Course: Advanced Machine Learning
Lecturer: Sothea HAS, PhD

Objective: We have seen in the course that nonparametric models aim at directly estimating the regression function of MSE criterion. In this TP, we shall learn how to implement the three basic nonparametric models including \(K\)-NN, Decision Trees and Kernel Smoother method.


1. Abalone Dataset

Abalone is a popular seafood in Japanese and European cuisine. However, the age of abalone is determined by cutting the shell through the cone, staining it, and counting the number of Rings through a microscope, a boring and time-consuming task. Other measurements, which are easier to obtain, are used to predict the age, including their physical measurements, weights etc. This section aims at predicting the Rings of abalone using its physical measurements. Read and load the data from kaggle: Abalone dataset.

# %pip install kagglehub   # if you have not installed "kagglehub" module yet
import kagglehub

# Download latest version
path = kagglehub.dataset_download("rodolfomendes/abalone-dataset")

# Import data
import pandas as pd
data = pd.read_csv(path + "/abalone.csv")
data.head()
Sex Length Diameter Height Whole weight Shucked weight Viscera weight Shell weight Rings
0 M 0.455 0.365 0.095 0.5140 0.2245 0.1010 0.150 15
1 M 0.350 0.265 0.090 0.2255 0.0995 0.0485 0.070 7
2 F 0.530 0.420 0.135 0.6770 0.2565 0.1415 0.210 9
3 M 0.440 0.365 0.125 0.5160 0.2155 0.1140 0.155 10
4 I 0.330 0.255 0.080 0.2050 0.0895 0.0395 0.055 7

A. Overview of the dataset.

  • What’s the dimension of this dataset? How many quantitative and qualitative variables are there in this dataset?

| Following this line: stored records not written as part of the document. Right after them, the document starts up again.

/// Storage format of a [`Texture`](super::Texture).
#[derive(Debug, Copy, Clone, Default, Eq, PartialEq, Hash)]
pub enum TextureFormat {
    #[default]
    Rgba8,
    Depth32,
}

impl TextureFormat {
    pub const fn to_wgpu(self) -> wgpu::TextureFormat {
        match self {
            TextureFormat::Rgba8 => wgpu::TextureFormat::Rgba8Unorm,
            TextureFormat::Depth32 => wgpu::TextureFormat::Depth32Float,
        }
    }

    pub const fn is_depth(self) -> bool {
        matches!(self, TextureFormat::Depth32)
    }

    pub(crate) fn usage(self) -> wgpu::TextureUsages {
        match self {
            TextureFormat::Rgba8 => {
                wgpu::TextureUsages::TEXTURE_BINDING
                    | wgpu::TextureUsages::RENDER_ATTACHMENT
                    | wgpu::TextureUsages::COPY_DST
                    | wgpu::TextureUsages::COPY_SRC
            }
            TextureFormat::Depth32 => {
                wgpu::TextureUsages::RENDER_ATTACHMENT | wgpu::TextureUsages::TEXTURE_BINDING
            }
        }
    }
}

#[derive(Debug, Copy, Clone, Default, Eq, PartialEq, Hash)]
pub struct TextureSpec {
    pub width: u32,
    pub height: u32,
    pub format: TextureFormat,
    pub mipmapped: bool,
}

impl TextureSpec {
    /// Mipmapped RGBA8 color target.
    pub const fn color(width: u32, height: u32) -> Self {
        Self {
            width,
            height,
            format: TextureFormat::Rgba8,
            mipmapped: true,
        }
    }

    pub const fn depth(width: u32, height: u32) -> Self {
        Self {
            width,
            height,
            format: TextureFormat::Depth32,
            mipmapped: false,
        }
    }

    pub const fn with_size(self, width: u32, height: u32) -> Self {
        Self {
            width,
            height,
            ..self
        }
    }

    pub const fn is_empty(&self) -> bool {
        self.width == 0 || self.height == 0
    }

    /// Full chain down to 1x1 for mipmapped color textures, otherwise 1.
    pub fn mip_level_count(&self) -> u32 {
        if !self.mipmapped || self.format.is_depth() || self.is_empty() {
            return 1;
        }
        32 - self.width.max(self.height).leading_zeros()
    }

    /// Whether resizing to `width` x `height` reallocates.
    ///
    /// Unchanged sizes and zero dimensions never do.
    pub const fn needs_resize(&self, width: u32, height: u32) -> bool {
        width != 0 && height != 0 && (width != self.width || height != self.height)
    }

    pub(crate) fn extent(&self) -> wgpu::Extent3d {
        wgpu::Extent3d {
            width: self.width,
            height: self.height,
            depth_or_array_layers: 1,
        }
    }
}

#[cfg(test)]
mod tests {
    use super::*;

    #[test]
    fn resize_is_noop_for_same_or_zero_size() {
        let spec = TextureSpec::color(640, 480);
        assert!(!spec.needs_resize(640, 480));
        assert!(!spec.needs_resize(0, 480));
        assert!(!spec.needs_resize(640, 0));
        assert!(spec.needs_resize(800, 600));
        assert!(spec.needs_resize(640, 481));
    }

    #[test]
    fn mip_chain_reaches_one_pixel() {
        assert_eq!(TextureSpec::color(1, 1).mip_level_count(), 1);
        assert_eq!(TextureSpec::color(640, 480).mip_level_count(), 10);
        assert_eq!(TextureSpec::color(1024, 16).mip_level_count(), 11);
        assert_eq!(TextureSpec::depth(1024, 1024).mip_level_count(), 1);
    }
}
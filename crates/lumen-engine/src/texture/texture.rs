use std::sync::atomic::{AtomicU64, Ordering};

use crate::image::Image;
use crate::render::{RenderCtx, RenderError};

use super::{TextureFormat, TextureSpec};

/// Identity of one GPU allocation. A texture gets a new id whenever its
/// storage is reallocated, so cached bind groups can detect staleness.
#[derive(Debug, Copy, Clone, Eq, PartialEq, Hash, Ord, PartialOrd)]
pub struct TextureId(u64);

impl TextureId {
    fn next() -> Self {
        static NEXT: AtomicU64 = AtomicU64::new(1);
        Self(NEXT.fetch_add(1, Ordering::Relaxed))
    }
}

struct Allocation {
    texture: wgpu::Texture,
    view: wgpu::TextureView,
    /// Level 0 only, for render attachments.
    target_view: wgpu::TextureView,
}

/// A GPU-resident 2D image.
///
/// Mutating operations take the [`RenderCtx`] and run on the render thread;
/// `spec` and `id` are plain metadata.
pub struct Texture {
    label: String,
    spec: TextureSpec,
    id: TextureId,
    alloc: Option<Allocation>,
}

impl Texture {
    /// Creates an unallocated texture; storage appears on the first
    /// [`reset`](Self::reset), [`resize`](Self::resize) or [`upload`](Self::upload).
    pub fn new(label: impl Into<String>, spec: TextureSpec) -> Self {
        Self {
            label: label.into(),
            spec,
            id: TextureId::next(),
            alloc: None,
        }
    }

    #[inline]
    pub fn spec(&self) -> TextureSpec {
        self.spec
    }

    #[inline]
    pub fn id(&self) -> TextureId {
        self.id
    }

    pub fn label(&self) -> &str {
        &self.label
    }

    pub fn is_allocated(&self) -> bool {
        self.alloc.is_some()
    }

    /// View over every mip level.
    pub fn view(&self) -> Option<&wgpu::TextureView> {
        self.alloc.as_ref().map(|a| &a.view)
    }

    /// View over level 0, usable as a render pass attachment.
    pub fn target_view(&self) -> Option<&wgpu::TextureView> {
        self.alloc.as_ref().map(|a| &a.target_view)
    }

    pub fn raw(&self) -> Option<&wgpu::Texture> {
        self.alloc.as_ref().map(|a| &a.texture)
    }

    /// (Re)allocates storage for `spec`, discarding previous contents.
    ///
    /// `initial` fills level 0 of a color texture when its length matches.
    /// Sizes beyond the device limit are rejected and the previous storage kept.
    pub fn reset(
        &mut self,
        ctx: &RenderCtx,
        spec: TextureSpec,
        initial: Option<&[u8]>,
    ) -> Result<(), RenderError> {
        let limit = ctx.max_texture_dimension();
        if spec.width > limit || spec.height > limit {
            log::warn!(
                "texture '{}': {}x{} exceeds device limit {limit}, keeping previous storage",
                self.label,
                spec.width,
                spec.height
            );
            return Err(RenderError::TextureTooLarge {
                width: spec.width,
                height: spec.height,
                limit,
            });
        }

        self.spec = spec;
        self.id = TextureId::next();
        if spec.is_empty() {
            self.alloc = None;
            return Ok(());
        }

        let texture = ctx.device().create_texture(&wgpu::TextureDescriptor {
            label: Some(&self.label),
            size: spec.extent(),
            mip_level_count: spec.mip_level_count(),
            sample_count: 1,
            dimension: wgpu::TextureDimension::D2,
            format: spec.format.to_wgpu(),
            usage: spec.format.usage(),
            view_formats: &[],
        });
        let view = texture.create_view(&wgpu::TextureViewDescriptor::default());
        let target_view = texture.create_view(&wgpu::TextureViewDescriptor {
            label: Some("target view"),
            mip_level_count: Some(1),
            ..Default::default()
        });
        log::debug!(
            "texture '{}' allocated {}x{} {:?}",
            self.label,
            spec.width,
            spec.height,
            spec.format
        );

        self.alloc = Some(Allocation {
            texture,
            view,
            target_view,
        });

        if let Some(data) = initial {
            if spec.format == TextureFormat::Rgba8 && data.len() == rgba_len(&spec) {
                self.write_level0(ctx, data);
            } else {
                log::warn!(
                    "texture '{}': ignoring {} initial bytes for {}x{} {:?}",
                    self.label,
                    data.len(),
                    spec.width,
                    spec.height,
                    spec.format
                );
            }
        }
        Ok(())
    }

    /// Reallocates with the same format. Returns `false` without touching the
    /// GPU when the size is unchanged or has a zero dimension.
    pub fn resize(&mut self, ctx: &RenderCtx, width: u32, height: u32) -> bool {
        if width == 0 || height == 0 {
            return false;
        }
        if self.is_allocated() && !self.spec.needs_resize(width, height) {
            return false;
        }
        self.reset(ctx, self.spec.with_size(width, height), None).is_ok()
    }

    /// Copies the current contents of `image` into the texture.
    ///
    /// The image lock is held only while converting to RGBA8 on the CPU.
    /// Storage follows the image shape; empty images are skipped.
    pub fn upload(&mut self, ctx: &RenderCtx, image: &Image) -> Result<(), RenderError> {
        let (width, height, pixels) = {
            let guard = image.lock();
            let spec = guard.spec();
            (spec.width, spec.height, guard.buffer().to_rgba8().into_owned())
        };
        if width == 0 || height == 0 {
            return Ok(());
        }

        if self.spec.format != TextureFormat::Rgba8 {
            self.spec.format = TextureFormat::Rgba8;
            self.alloc = None;
        }
        if !self.is_allocated() || self.spec.needs_resize(width, height) {
            self.reset(ctx, self.spec.with_size(width, height), None)?;
        }

        self.write_level0(ctx, &pixels);
        if self.spec.mipmapped {
            self.generate_mipmap(ctx);
        }
        Ok(())
    }

    /// Rebuilds mip levels from level 0.
    pub fn generate_mipmap(&self, ctx: &RenderCtx) {
        if self.spec.mip_level_count() < 2 {
            return;
        }
        let mut encoder = ctx.create_encoder("lumen mipmap encoder");
        self.generate_mipmap_in(ctx, &mut encoder);
        ctx.submit(encoder);
    }

    /// Like [`generate_mipmap`](Self::generate_mipmap) but records into an existing encoder.
    pub fn generate_mipmap_in(&self, ctx: &RenderCtx, encoder: &mut wgpu::CommandEncoder) {
        if let Some(a) = &self.alloc {
            ctx.blitter().generate_mipmaps(ctx.device(), encoder, &a.texture);
        }
    }

    fn write_level0(&self, ctx: &RenderCtx, rgba: &[u8]) {
        let Some(a) = &self.alloc else { return };
        ctx.queue().write_texture(
            wgpu::TexelCopyTextureInfo {
                texture: &a.texture,
                mip_level: 0,
                origin: wgpu::Origin3d::ZERO,
                aspect: wgpu::TextureAspect::All,
            },
            rgba,
            wgpu::TexelCopyBufferLayout {
                offset: 0,
                bytes_per_row: Some(4 * self.spec.width),
                rows_per_image: Some(self.spec.height),
            },
            self.spec.extent(),
        );
    }
}

impl std::fmt::Debug for Texture {
    fn fmt(&self, f: &mut std::fmt::Formatter<'_>) -> std::fmt::Result {
        f.debug_struct("Texture")
            .field("label", &self.label)
            .field("spec", &self.spec)
            .field("id", &self.id)
            .field("allocated", &self.is_allocated())
            .finish()
    }
}

fn rgba_len(spec: &TextureSpec) -> usize {
    spec.width as usize * spec.height as usize * 4
}
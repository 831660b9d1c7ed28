//! Event scheduling for extracted broadcasts
//!
//! Turns the page-level date strings and per-game kickoff times into
//! timezone-aware calendar event requests. The page is German, so month
//! names are resolved against an explicit German table instead of chrono's
//! English-only `%B`.

use chrono::{Duration, NaiveDate, NaiveTime, TimeZone};
use chrono_tz::Tz;

use crate::error::{NotifierError, Result};
use crate::types::{EventRequest, Game};

/// Assumed game length; the page carries no end times
const GAME_DURATION_MINUTES: i64 = 210;

/// German month names, index 0 = Januar
const GERMAN_MONTHS: [&str; 12] = [
    "Januar",
    "Februar",
    "März",
    "April",
    "Mai",
    "Juni",
    "Juli",
    "August",
    "September",
    "Oktober",
    "November",
    "Dezember",
];

/// Builds calendar event requests for extracted games
///
/// All timestamps are computed in a single configurable timezone
/// (default "Europe/Berlin", the timezone of the source page).
#[derive(Debug, Clone)]
pub struct EventScheduler {
    timezone: Tz,
}

impl EventScheduler {
    /// Create a scheduler for the given timezone.
    pub fn new(timezone: Tz) -> Self {
        Self { timezone }
    }

    /// Create a scheduler from an IANA timezone name.
    ///
    /// # Errors
    /// Returns `NotifierError::Config` for unknown timezone names.
    pub fn from_timezone_name(name: &str) -> Result<Self> {
        let timezone: Tz = name
            .parse()
            .map_err(|_| NotifierError::Config(format!("unknown timezone: {}", name)))?;
        Ok(Self::new(timezone))
    }

    /// The timezone this scheduler computes timestamps in.
    pub fn timezone(&self) -> Tz {
        self.timezone
    }

    /// Build the event request for one game.
    ///
    /// The kickoff is the page-level date (e.g. "7. September") in the
    /// page-level season year with the game's "HH:MM" time overlaid; the end
    /// is kickoff plus the fixed game duration.
    ///
    /// # Errors
    /// Returns `NotifierError::DateParse` if the date, season or kickoff
    /// time cannot be parsed or the local time does not exist in the
    /// scheduler's timezone.
    pub fn event_request(
        &self,
        season: &str,
        gameday: &str,
        date: &str,
        game: &Game,
    ) -> Result<EventRequest> {
        let day = parse_german_date(date, season)?;
        let time = NaiveTime::parse_from_str(&game.kickoff, "%H:%M")
            .map_err(|_| NotifierError::DateParse(format!("invalid kickoff time: {}", game.kickoff)))?;

        let naive = day.and_time(time);
        let start = self
            .timezone
            .from_local_datetime(&naive)
            .single()
            .ok_or_else(|| {
                NotifierError::DateParse(format!(
                    "local time {} is ambiguous or nonexistent in {}",
                    naive, self.timezone
                ))
            })?;
        let end = start + Duration::minutes(GAME_DURATION_MINUTES);

        Ok(EventRequest {
            summary: format!("{}: {} {}", gameday, game.title, game.broadcaster),
            description: format!("{}: {}", game.broadcaster, game.url),
            start: start.to_rfc3339(),
            end: end.to_rfc3339(),
            timezone: self.timezone.name().to_string(),
        })
    }
}

/// Parse a German date like "7. September" together with a season year.
///
/// # Errors
/// Returns `NotifierError::DateParse` for unknown months, bad day numbers
/// or a season that is not a year.
fn parse_german_date(date: &str, season: &str) -> Result<NaiveDate> {
    let year: i32 = season
        .trim()
        .parse()
        .map_err(|_| NotifierError::DateParse(format!("season is not a year: {}", season)))?;

    let re = regex_lite::Regex::new(r"(\d{1,2})\.\s*([A-Za-zäöüÄÖÜß]+)")
        .map_err(|e| NotifierError::Parse(format!("invalid date pattern: {}", e)))?;
    let caps = re
        .captures(date)
        .ok_or_else(|| NotifierError::DateParse(format!("unrecognized date: {}", date)))?;

    let day: u32 = caps[1]
        .parse()
        .map_err(|_| NotifierError::DateParse(format!("invalid day in: {}", date)))?;
    let month_name = &caps[2];

    let month = GERMAN_MONTHS
        .iter()
        .position(|m| *m == month_name)
        .map(|i| i as u32 + 1)
        .ok_or_else(|| NotifierError::DateParse(format!("unknown month: {}", month_name)))?;

    NaiveDate::from_ymd_opt(year, month, day)
        .ok_or_else(|| NotifierError::DateParse(format!("invalid date: {} {}", date, season)))
}
//! HTML parsers for ran.de pages
//!
//! This module contains the parser for the NFL live broadcast schedule page:
//! - `broadcast`: Extract season, gameday, date and games from the schedule

pub mod broadcast;

// Re-export main parsing function
pub use broadcast::parse_broadcast_page;
//! Notifier configuration
//!
//! All settings live in a single `config.toml` next to the binary. Every
//! field has a default, so a missing file is a valid (if minimal)
//! configuration; only the `[google]` credentials have no fallback and are
//! validated when publishing is actually attempted.

use std::fs;
use std::path::{Path, PathBuf};

use serde::{Deserialize, Serialize};

use crate::error::{NotifierError, Result};

/// Default configuration file path
const DEFAULT_CONFIG_PATH: &str = "config.toml";

/// Default log file path when the config names none
const DEFAULT_LOGGING_PATH: &str = "nfl-notifier.log";

/// Configuration for the NFL notifier
#[derive(Debug, Clone, Serialize, Deserialize)]
#[serde(default)]
pub struct NotifierConfig {
    /// Path of the log file
    pub logging_path: Option<PathBuf>,

    /// IANA timezone the events are scheduled in
    pub timezone: String,

    /// Calendar the events are created in
    pub calendar_id: String,

    /// Google OAuth settings
    pub google: GoogleSettings,

    /// HTTP client settings
    pub http: HttpSettings,
}

impl Default for NotifierConfig {
    fn default() -> Self {
        Self {
            logging_path: None,
            timezone: "Europe/Berlin".to_string(),
            calendar_id: "primary".to_string(),
            google: GoogleSettings::default(),
            http: HttpSettings::default(),
        }
    }
}

/// Google OAuth settings (`[google]` section)
#[derive(Debug, Clone, Default, Serialize, Deserialize)]
#[serde(default)]
pub struct GoogleSettings {
    /// OAuth client id
    pub client_id: Option<String>,

    /// OAuth client secret
    pub client_secret: Option<String>,

    /// Path of the persisted token JSON
    pub token_file: Option<PathBuf>,
}

impl GoogleSettings {
    /// Resolved client id.
    ///
    /// # Errors
    /// Returns `NotifierError::Config` when the id is missing.
    pub fn resolve_client_id(&self) -> Result<&str> {
        self.client_id.as_deref().ok_or_else(|| {
            NotifierError::Config(
                "client_id is missing from [google] section in config.toml".to_string(),
            )
        })
    }

    /// Resolved client secret.
    ///
    /// # Errors
    /// Returns `NotifierError::Config` when the secret is missing.
    pub fn resolve_client_secret(&self) -> Result<&str> {
        self.client_secret.as_deref().ok_or_else(|| {
            NotifierError::Config(
                "client_secret is missing from [google] section in config.toml".to_string(),
            )
        })
    }

    /// Token file path, defaulting to `token.json`.
    pub fn token_file(&self) -> PathBuf {
        self.token_file
            .clone()
            .unwrap_or_else(|| PathBuf::from("token.json"))
    }
}

/// HTTP client settings (`[http]` section)
#[derive(Debug, Clone, Serialize, Deserialize)]
#[serde(default)]
pub struct HttpSettings {
    /// Request timeout in seconds
    pub timeout_secs: u64,
}

impl Default for HttpSettings {
    fn default() -> Self {
        Self { timeout_secs: 30 }
    }
}

impl NotifierConfig {
    /// Load the configuration from the default path.
    ///
    /// A missing file yields the default configuration.
    pub fn load() -> Result<Self> {
        Self::load_optional(Path::new(DEFAULT_CONFIG_PATH))
    }

    /// Load the configuration from `path`, defaulting when the file is absent.
    pub fn load_optional(path: &Path) -> Result<Self> {
        if !path.exists() {
            return Ok(Self::default());
        }
        Self::load_from(path)
    }

    /// Load the configuration from an explicitly named file.
    ///
    /// # Errors
    /// Returns `NotifierError::Config` if the file is missing or malformed.
    pub fn load_from(path: &Path) -> Result<Self> {
        let content = fs::read_to_string(path).map_err(|e| {
            NotifierError::Config(format!("failed to read {}: {}", path.display(), e))
        })?;
        toml::from_str(&content).map_err(|e| {
            NotifierError::Config(format!("failed to parse {}: {}", path.display(), e))
        })
    }

    /// Log file path, falling back to the default when unset.
    pub fn logging_path(&self) -> PathBuf {
        self.logging_path
            .clone()
            .unwrap_or_else(|| PathBuf::from(DEFAULT_LOGGING_PATH))
    }
}
//! OAuth token handling for the calendar service
//!
//! Tokens are provisioned externally (the initial consent flow is not part
//! of a batch job) and stored as JSON on disk. This module loads them,
//! refreshes the access token when it is about to expire and persists the
//! result for the next run.

use std::fs;
use std::path::PathBuf;

use chrono::{DateTime, Duration, Utc};
use serde::{Deserialize, Serialize};
use tracing::debug;

use crate::error::{NotifierError, Result};

/// Google OAuth 2.0 token endpoint.
const TOKEN_ENDPOINT: &str = "https://oauth2.googleapis.com/token";

/// Seconds before actual expiry at which a token counts as expired.
const EXPIRY_BUFFER_SECS: i64 = 60;

/// A persisted OAuth token set
#[derive(Debug, Clone, Serialize, Deserialize)]
pub struct TokenSet {
    /// The access token for API requests
    pub access_token: String,
    /// The refresh token for obtaining new access tokens
    pub refresh_token: Option<String>,
    /// When the access token expires
    pub expires_at: Option<DateTime<Utc>>,
}

impl TokenSet {
    /// Returns true if the access token is expired or about to expire.
    pub fn is_expired(&self) -> bool {
        match self.expires_at {
            Some(expires_at) => Utc::now() + Duration::seconds(EXPIRY_BUFFER_SECS) >= expires_at,
            // Tokens without expiry are assumed valid
            None => false,
        }
    }
}

/// File-backed token storage with refresh support
#[derive(Debug)]
pub struct TokenStore {
    /// Path to the JSON token file
    path: PathBuf,
    /// OAuth token endpoint
    token_endpoint: String,
}

impl TokenStore {
    /// Creates a token store backed by the given file path.
    pub fn new(path: impl Into<PathBuf>) -> Self {
        Self {
            path: path.into(),
            token_endpoint: TOKEN_ENDPOINT.to_string(),
        }
    }

    /// Points the store at a different token endpoint (for testing).
    #[cfg(test)]
    fn with_token_endpoint(mut self, endpoint: impl Into<String>) -> Self {
        self.token_endpoint = endpoint.into();
        self
    }

    /// Loads the token set from disk.
    ///
    /// # Errors
    /// Returns `NotifierError::Auth` if the token file is missing or not
    /// valid JSON.
    pub fn load(&self) -> Result<TokenSet> {
        if !self.path.exists() {
            return Err(NotifierError::Auth(format!(
                "token file {} not found; run the OAuth consent flow and place the token JSON there",
                self.path.display()
            )));
        }

        let content = fs::read_to_string(&self.path)?;
        serde_json::from_str(&content)
            .map_err(|e| NotifierError::Auth(format!("invalid token file: {}", e)))
    }

    /// Persists the token set to disk.
    pub fn save(&self, tokens: &TokenSet) -> Result<()> {
        if let Some(parent) = self.path.parent() {
            if !parent.as_os_str().is_empty() {
                fs::create_dir_all(parent)?;
            }
        }
        let content = serde_json::to_string_pretty(tokens)
            .map_err(|e| NotifierError::Auth(format!("failed to serialize tokens: {}", e)))?;
        fs::write(&self.path, content)?;
        Ok(())
    }

    /// Returns a valid access token, refreshing and re-persisting first if
    /// the stored one is expired.
    ///
    /// # Errors
    /// Returns `NotifierError::Auth` if no usable token can be produced.
    pub async fn access_token(&self, client_id: &str, client_secret: &str) -> Result<String> {
        let mut tokens = self.load()?;

        if tokens.is_expired() {
            let refresh_token = tokens.refresh_token.clone().ok_or_else(|| {
                NotifierError::Auth("access token expired and no refresh token stored".to_string())
            })?;

            debug!("access token expired, refreshing");
            let refreshed = self
                .refresh_access_token(client_id, client_secret, &refresh_token)
                .await?;

            tokens.access_token = refreshed.access_token;
            tokens.expires_at = refreshed
                .expires_in
                .map(|secs| Utc::now() + Duration::seconds(secs));
            self.save(&tokens)?;
        }

        Ok(tokens.access_token)
    }

    /// Exchanges a refresh token for a new access token.
    async fn refresh_access_token(
        &self,
        client_id: &str,
        client_secret: &str,
        refresh_token: &str,
    ) -> Result<RefreshResponse> {
        let client = reqwest::Client::new();
        let response = client
            .post(&self.token_endpoint)
            .form(&[
                ("client_id", client_id),
                ("client_secret", client_secret),
                ("refresh_token", refresh_token),
                ("grant_type", "refresh_token"),
            ])
            .send()
            .await?;

        let status = response.status();
        if !status.is_success() {
            let body = response.text().await.unwrap_or_default();
            return Err(NotifierError::Auth(format!(
                "token refresh failed (HTTP {}): {}",
                status.as_u16(),
                body
            )));
        }

        response
            .json()
            .await
            .map_err(|e| NotifierError::Auth(format!("invalid token refresh response: {}", e)))
    }
}

/// Response from the OAuth token endpoint.
#[derive(Debug, Deserialize)]
struct RefreshResponse {
    access_token: String,
    expires_in: Option<i64>,
}

#[cfg(test)]
mod tests {
    use super::*;
    use wiremock::matchers::{body_string_contains, method};
    use wiremock::{Mock, MockServer, ResponseTemplate};

    #[test]
    fn test_missing_token_file_is_auth_error() {
        let dir = tempfile::tempdir().unwrap();
        let store = TokenStore::new(dir.path().join("token.json"));

        let result = store.load();
        match result {
            Err(NotifierError::Auth(msg)) => assert!(msg.contains("not found")),
            other => panic!("expected Auth error, got {:?}", other.map(|_| ())),
        }
    }

    #[test]
    fn test_save_and_load_roundtrip() {
        let dir = tempfile::tempdir().unwrap();
        let store = TokenStore::new(dir.path().join("token.json"));

        let tokens = TokenSet {
            access_token: "access".to_string(),
            refresh_token: Some("refresh".to_string()),
            expires_at: Some(Utc::now() + Duration::hours(1)),
        };
        store.save(&tokens).unwrap();

        let loaded = store.load().unwrap();
        assert_eq!(loaded.access_token, "access");
        assert_eq!(loaded.refresh_token.as_deref(), Some("refresh"));
    }

    #[test]
    fn test_token_expiry_buffer() {
        let fresh = TokenSet {
            access_token: "a".to_string(),
            refresh_token: None,
            expires_at: Some(Utc::now() + Duration::hours(1)),
        };
        assert!(!fresh.is_expired());

        let nearly_expired = TokenSet {
            access_token: "a".to_string(),
            refresh_token: None,
            expires_at: Some(Utc::now() + Duration::seconds(30)),
        };
        assert!(nearly_expired.is_expired());

        let no_expiry = TokenSet {
            access_token: "a".to_string(),
            refresh_token: None,
            expires_at: None,
        };
        assert!(!no_expiry.is_expired());
    }

    #[tokio::test]
    async fn test_access_token_refreshes_expired_token() {
        let server = MockServer::start().await;
        Mock::given(method("POST"))
            .and(body_string_contains("grant_type=refresh_token"))
            .and(body_string_contains("refresh_token=old-refresh"))
            .respond_with(ResponseTemplate::new(200).set_body_raw(
                r#"{ "access_token": "new-access", "expires_in": 3600 }"#,
                "application/json",
            ))
            .mount(&server)
            .await;

        let dir = tempfile::tempdir().unwrap();
        let store =
            TokenStore::new(dir.path().join("token.json")).with_token_endpoint(server.uri());
        store
            .save(&TokenSet {
                access_token: "old-access".to_string(),
                refresh_token: Some("old-refresh".to_string()),
                expires_at: Some(Utc::now() - Duration::hours(1)),
            })
            .unwrap();

        let token = store.access_token("id", "secret").await.unwrap();
        assert_eq!(token, "new-access");

        // The refreshed token was persisted for the next run
        let persisted = store.load().unwrap();
        assert_eq!(persisted.access_token, "new-access");
        assert!(!persisted.is_expired());
    }

    #[tokio::test]
    async fn test_refresh_without_refresh_token_is_auth_error() {
        let dir = tempfile::tempdir().unwrap();
        let store = TokenStore::new(dir.path().join("token.json"));
        store
            .save(&TokenSet {
                access_token: "old".to_string(),
                refresh_token: None,
                expires_at: Some(Utc::now() - Duration::hours(1)),
            })
            .unwrap();

        let result = store.access_token("id", "secret").await;
        assert!(matches!(result, Err(NotifierError::Auth(_))));
    }
}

  • Create statistical summary of the dataset. Identify problems if there is any in this dataset.

  • Study the correlation matrix of this dataset. Comment this correlation matrix.

# To do

B. Model development.

  • Split the dataset into \(80\%-20\%\) training-testing data using random_state = 42.

  • Build a \(K\)-NN model and fine-tune it to predict the testing data. Report its RMSE.

  • Build a Regression Tree to predict the testing data and report its RMSE.

  • Build a Kernel Smoother method to predict the testing data and report its RMSE (my python module: gradientcobra and its module: KernelSmoother).

# To do

C. Neural Network.

  • Design a neural network to predict the testing data and compute its RMSE.

  • Compre to the previous results and conclude.

2. Revisit Spam dataset

  • Your task in this section is to create email spam filters by applying the nonparametric models introduced in the course.

  • Report test performance metrics on the spam dataset loaded below.

  • Build a pipeline that takes text input as a real email, then return the type of the email using your best spam filter found in the first question.

path = "https://raw.githubusercontent.com/hassothea/MLcourses/main/data/spam.txt"
data = pd.read_csv(path, sep=" ")
data.head(5)
age sex cp trestbps chol fbs restecg thalach exang oldpeak slope ca thal target
0 52 1 0 125 212 0 1 168 0 1.0 2 2 3 0
1 53 1 0 140 203 1 0 155 1 3.1 0 0 3 0
2 70 1 0 145 174 0 1 125 1 2.6 0 0 3 0
3 61 1 0 148 203 0 1 161 0 0.0 2 1 3 0
4 62 0 0 138 294 1 1 106 0 1.9 1 3 2 0

References

\(^{\text{📚}}\) The Element of Statistical Learning, Hastie et al. (2002).
\(^{\text{📚}}\) A Distribution-free Theory of Nonparameteric Regression, Györfi et al. (2002)..
\(^{\text{📚}}\) A Probabilistic Theory of Pattern Recognition, Devroye et al. (1997).